5. The electrical connector as claimed in claim 4, wherein periphery outer sides of the lower insulating housing define a plurality of buckling grooves, a bottom of a periphery of the upper insulating housing defines a plurality of buckling portions buckled in the buckling grooves, a bottom of the buckling portion is bent inward to form a barb hooking a bottom of an inner wall of the buckling groove.

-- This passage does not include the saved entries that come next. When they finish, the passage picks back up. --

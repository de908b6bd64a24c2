use crate::datapath::DatapathId;
use crate::flow::FlowMod;
use async_trait::async_trait;
use thiserror::Error;

/// Errors from the wire-side boundary.
#[derive(Error, Debug)]
pub enum TransportError {
    /// No live session exists for the switch
    #[error("no session for datapath {0}")]
    SessionGone(DatapathId),

    /// The session exists but the send failed
    #[error("send to {datapath} failed: {reason}")]
    SendFailed {
        /// Switch the send was addressed to
        datapath: DatapathId,
        /// Backend-specific failure description
        reason: String,
    },
}

/// Wire-side boundary: delivers flow modifications to a switch session.
///
/// Within a batch the pipeline calls `send` in policy-engine output order;
/// implementations must preserve that order on the wire. A send failure is
/// logged by the caller and never retried locally; the subsequent
/// disconnect event, if any, is the recovery path.
#[async_trait]
pub trait Transport: Send + Sync + std::fmt::Debug {
    /// Send one flow modification to the switch.
    async fn send(&self, datapath: DatapathId, message: &FlowMod) -> Result<(), TransportError>;
}
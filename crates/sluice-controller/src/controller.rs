//! Event handlers: the consumer side of the dispatcher.

use crate::pipeline::{FlowModPipeline, OFCHANNEL_TARGET};
use crate::snapshot::PolicySnapshotManager;
use sluice_core::{DatapathId, Event, PolicyEngine, PolicyError, PortStatusReason};
use sluice_journal::FlowStateJournal;
use tracing::{debug, error, info, warn};

/// Event-handling half of the controller.
///
/// Owns the policy engine, the active snapshot, and the delivery pipeline.
/// Only the event dispatcher calls into it, one event at a time, which is
/// the discipline that keeps the non-thread-safe engine sound.
pub struct Controller {
    engine: Box<dyn PolicyEngine>,
    snapshots: PolicySnapshotManager,
    pipeline: FlowModPipeline,
    journal: FlowStateJournal,
}

impl Controller {
    /// Assemble a controller from its collaborators.
    pub fn new(
        engine: Box<dyn PolicyEngine>,
        snapshots: PolicySnapshotManager,
        pipeline: FlowModPipeline,
        journal: FlowStateJournal,
    ) -> Self {
        Self {
            engine,
            snapshots,
            pipeline,
            journal,
        }
    }

    /// Load the configured snapshot once at startup.
    pub fn load_initial_config(&mut self) {
        self.snapshots.load_initial(self.engine.as_mut());
    }

    /// Read access to the snapshot manager, mainly for tests and health
    /// surfaces.
    pub fn snapshots(&self) -> &PolicySnapshotManager {
        &self.snapshots
    }

    /// Handle one event to completion.
    ///
    /// Any flow modifications the policy engine produces are routed
    /// through the delivery pipeline before this returns.
    pub async fn handle_event(&mut self, event: Event) -> Result<(), PolicyError> {
        match event {
            Event::Reconfigure => {
                self.reconfigure().await;
                Ok(())
            }
            Event::ResolveGateways => {
                if let Some(mods) = self.engine.resolve_gateways()? {
                    if let Some(datapath) = self.snapshots.datapath_id() {
                        self.pipeline.deliver(datapath, mods).await;
                    }
                }
                Ok(())
            }
            Event::HostExpire => self.engine.host_expire(),
            Event::PacketIn {
                datapath,
                in_port,
                vlan,
                frame,
            } => {
                let mods = self.engine.packet_in(datapath, in_port, vlan, &frame)?;
                self.pipeline.deliver(datapath, mods).await;
                Ok(())
            }
            Event::PortStatus {
                datapath,
                port,
                reason,
            } => {
                let mods = match reason {
                    PortStatusReason::Add | PortStatusReason::ModifyUp => {
                        self.engine.port_add(datapath, port)?
                    }
                    PortStatusReason::Delete | PortStatusReason::ModifyDown => {
                        self.engine.port_delete(datapath, port)?
                    }
                };
                self.pipeline.deliver(datapath, mods).await;
                Ok(())
            }
            Event::SwitchFeatures { datapath, features } => {
                let mods = self.engine.switch_features(datapath, &features)?;
                self.pipeline.deliver(datapath, mods).await;
                Ok(())
            }
            Event::ErrorMsg { datapath, message } => {
                debug!(target: OFCHANNEL_TARGET, %datapath, %message, "error message");
                error!(%datapath, %message, "switch reported an error");
                Ok(())
            }
            Event::DatapathConnect {
                datapath,
                discovered_ports,
            } => {
                debug!(%datapath, ports = discovered_ports.len(), "datapath connected");
                self.journal_connect(datapath).await;
                let mods = self.engine.datapath_connect(datapath, &discovered_ports)?;
                self.pipeline.deliver(datapath, mods).await;
                Ok(())
            }
            Event::DatapathReconnect { datapath } => {
                debug!(%datapath, "datapath reconnected");
                self.journal_connect(datapath).await;
                let mods = self.engine.datapath_reconnect(datapath)?;
                self.pipeline.deliver(datapath, mods).await;
                Ok(())
            }
            Event::DatapathDisconnect { datapath } => {
                debug!(%datapath, "datapath disconnected");
                self.engine.datapath_disconnect(datapath)?;
                if let Err(err) = self.journal.cascade_disconnect(datapath).await {
                    warn!(%datapath, error = %err, "journal cascade delete failed");
                }
                Ok(())
            }
        }
    }

    async fn journal_connect(&self, datapath: DatapathId) {
        if let Err(err) = self.journal.record_switch_connect(datapath).await {
            warn!(%datapath, error = %err, "journal switch record failed");
        }
    }

    async fn reconfigure(&mut self) {
        match self.snapshots.reload(self.engine.as_mut()) {
            Ok(mods) => {
                info!("configuration reloaded");
                if let Some(datapath) = self.snapshots.datapath_id() {
                    self.pipeline.deliver(datapath, mods).await;
                }
            }
            Err(err) => {
                warn!(error = %err, "configuration reload failed; keeping active snapshot")
            }
        }
    }
}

6. The electrical connector as claimed in claim 5, wherein a bottom face of the upper insulating housing defines two receiving spaces at two opposite sides thereof and two fastening slots at two opposite ends thereof, the bottom of the periphery of the upper insulating housing defines a plurality of gaps, a top side of each gap extends downward to form the buckling portion, the lower insulating housing defines two side walls protruding at two opposite sides thereof and positioned in the receiving spaces, and two end walls protruding at two opposite ends thereof and fastened in the fastening slots, the buckling grooves are defined in outer sides of the two side walls and the two end walls, the periphery outer sides of the lower insulating housing further define a plurality of openings of which each is located under the corresponding buckling groove for receiving the barb of the buckling portion therein.